WHAT YOU NEED TO DO: Across the entries below, how many lines contain the string "instrument"? Give only the count.
^^^^
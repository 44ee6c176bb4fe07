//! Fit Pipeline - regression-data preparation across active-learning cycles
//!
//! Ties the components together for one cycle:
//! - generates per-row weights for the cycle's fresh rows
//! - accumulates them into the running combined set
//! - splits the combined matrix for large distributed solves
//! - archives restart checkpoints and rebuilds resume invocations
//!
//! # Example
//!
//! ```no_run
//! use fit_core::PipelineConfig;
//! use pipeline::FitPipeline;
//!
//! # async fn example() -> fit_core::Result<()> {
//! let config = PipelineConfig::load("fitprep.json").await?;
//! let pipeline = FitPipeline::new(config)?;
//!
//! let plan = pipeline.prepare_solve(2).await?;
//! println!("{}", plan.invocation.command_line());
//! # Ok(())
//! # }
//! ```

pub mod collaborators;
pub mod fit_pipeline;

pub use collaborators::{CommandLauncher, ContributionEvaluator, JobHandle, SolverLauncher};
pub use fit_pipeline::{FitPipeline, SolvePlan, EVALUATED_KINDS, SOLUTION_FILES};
^^^^
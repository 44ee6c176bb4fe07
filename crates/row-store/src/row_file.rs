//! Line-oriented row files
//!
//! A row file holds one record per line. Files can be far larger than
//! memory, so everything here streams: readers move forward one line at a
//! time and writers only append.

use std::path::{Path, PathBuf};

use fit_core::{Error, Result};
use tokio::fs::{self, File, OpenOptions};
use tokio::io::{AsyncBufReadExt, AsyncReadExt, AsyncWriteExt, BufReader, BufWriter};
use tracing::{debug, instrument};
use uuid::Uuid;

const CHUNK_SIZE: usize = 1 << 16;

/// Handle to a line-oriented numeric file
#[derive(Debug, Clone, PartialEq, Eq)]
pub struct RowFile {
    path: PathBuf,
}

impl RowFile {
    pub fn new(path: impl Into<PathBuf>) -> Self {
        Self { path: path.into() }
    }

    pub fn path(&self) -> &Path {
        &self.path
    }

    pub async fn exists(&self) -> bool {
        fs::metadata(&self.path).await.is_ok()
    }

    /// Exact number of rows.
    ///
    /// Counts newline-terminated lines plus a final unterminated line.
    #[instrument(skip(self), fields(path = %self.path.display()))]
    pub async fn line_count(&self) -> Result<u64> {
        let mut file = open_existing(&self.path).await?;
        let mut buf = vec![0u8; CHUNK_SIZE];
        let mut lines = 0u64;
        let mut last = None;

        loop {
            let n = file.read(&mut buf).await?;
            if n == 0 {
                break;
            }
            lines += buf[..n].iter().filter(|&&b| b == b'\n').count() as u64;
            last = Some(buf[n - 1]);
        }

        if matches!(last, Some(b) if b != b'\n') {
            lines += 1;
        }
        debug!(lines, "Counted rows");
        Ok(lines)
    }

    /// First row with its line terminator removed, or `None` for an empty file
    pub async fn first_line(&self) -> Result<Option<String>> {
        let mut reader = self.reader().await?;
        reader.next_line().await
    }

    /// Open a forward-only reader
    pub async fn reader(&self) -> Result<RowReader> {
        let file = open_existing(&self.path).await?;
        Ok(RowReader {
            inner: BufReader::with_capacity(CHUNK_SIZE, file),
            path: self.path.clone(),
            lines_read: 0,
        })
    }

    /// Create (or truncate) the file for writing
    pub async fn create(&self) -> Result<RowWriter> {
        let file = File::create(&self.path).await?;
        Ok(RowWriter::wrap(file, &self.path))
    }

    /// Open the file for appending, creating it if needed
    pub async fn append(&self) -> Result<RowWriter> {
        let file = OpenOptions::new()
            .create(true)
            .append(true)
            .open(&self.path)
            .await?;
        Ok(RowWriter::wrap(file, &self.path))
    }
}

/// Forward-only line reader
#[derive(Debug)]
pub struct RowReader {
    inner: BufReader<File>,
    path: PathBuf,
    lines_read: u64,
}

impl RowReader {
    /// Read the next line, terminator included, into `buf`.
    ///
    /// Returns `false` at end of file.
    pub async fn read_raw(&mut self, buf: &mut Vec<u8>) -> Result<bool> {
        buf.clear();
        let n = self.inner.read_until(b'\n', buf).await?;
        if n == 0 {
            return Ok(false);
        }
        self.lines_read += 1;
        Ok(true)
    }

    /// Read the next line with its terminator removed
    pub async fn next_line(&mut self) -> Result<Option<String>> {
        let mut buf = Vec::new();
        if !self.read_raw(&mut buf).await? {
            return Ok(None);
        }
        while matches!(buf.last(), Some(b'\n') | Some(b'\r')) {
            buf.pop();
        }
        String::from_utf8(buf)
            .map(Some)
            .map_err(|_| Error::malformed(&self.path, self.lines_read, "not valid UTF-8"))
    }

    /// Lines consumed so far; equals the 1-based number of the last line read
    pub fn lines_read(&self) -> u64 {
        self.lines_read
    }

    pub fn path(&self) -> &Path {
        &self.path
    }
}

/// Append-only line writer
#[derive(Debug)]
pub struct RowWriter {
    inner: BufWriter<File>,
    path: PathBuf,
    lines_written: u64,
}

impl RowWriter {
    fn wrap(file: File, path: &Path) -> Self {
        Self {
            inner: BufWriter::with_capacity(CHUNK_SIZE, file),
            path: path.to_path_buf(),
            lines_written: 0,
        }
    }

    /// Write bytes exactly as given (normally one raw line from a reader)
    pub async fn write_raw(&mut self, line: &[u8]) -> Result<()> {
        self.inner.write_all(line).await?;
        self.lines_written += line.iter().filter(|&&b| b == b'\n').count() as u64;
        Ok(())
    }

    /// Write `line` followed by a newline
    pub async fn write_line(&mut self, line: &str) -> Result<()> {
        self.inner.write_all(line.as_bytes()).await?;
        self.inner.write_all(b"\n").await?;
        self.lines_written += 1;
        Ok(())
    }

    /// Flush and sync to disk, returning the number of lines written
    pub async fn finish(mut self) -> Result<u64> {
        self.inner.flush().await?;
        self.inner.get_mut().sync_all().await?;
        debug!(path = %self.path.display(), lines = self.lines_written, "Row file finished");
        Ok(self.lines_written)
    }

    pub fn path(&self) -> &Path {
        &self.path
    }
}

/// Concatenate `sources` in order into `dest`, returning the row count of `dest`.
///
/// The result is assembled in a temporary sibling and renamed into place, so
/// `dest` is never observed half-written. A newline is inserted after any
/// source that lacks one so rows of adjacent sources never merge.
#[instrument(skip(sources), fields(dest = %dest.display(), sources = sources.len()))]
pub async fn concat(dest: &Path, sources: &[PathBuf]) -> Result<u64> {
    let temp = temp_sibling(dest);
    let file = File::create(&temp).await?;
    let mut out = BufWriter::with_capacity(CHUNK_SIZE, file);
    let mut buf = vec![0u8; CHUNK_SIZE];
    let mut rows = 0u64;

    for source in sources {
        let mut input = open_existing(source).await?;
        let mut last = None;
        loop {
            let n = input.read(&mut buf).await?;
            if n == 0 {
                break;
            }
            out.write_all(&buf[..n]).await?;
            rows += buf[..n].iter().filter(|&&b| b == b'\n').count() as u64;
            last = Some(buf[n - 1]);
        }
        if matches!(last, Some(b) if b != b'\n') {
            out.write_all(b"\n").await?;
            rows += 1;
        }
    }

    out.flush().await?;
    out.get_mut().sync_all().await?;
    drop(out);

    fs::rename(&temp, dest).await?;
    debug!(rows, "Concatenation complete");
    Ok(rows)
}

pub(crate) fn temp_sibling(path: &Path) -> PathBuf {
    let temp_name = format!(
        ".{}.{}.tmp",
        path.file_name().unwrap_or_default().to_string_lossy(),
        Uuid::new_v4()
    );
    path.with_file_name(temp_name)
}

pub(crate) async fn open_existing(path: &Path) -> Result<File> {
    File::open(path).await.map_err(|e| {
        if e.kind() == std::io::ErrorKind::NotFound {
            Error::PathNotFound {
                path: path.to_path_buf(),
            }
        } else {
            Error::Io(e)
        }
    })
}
^^^^
TASK SOLUTION: 3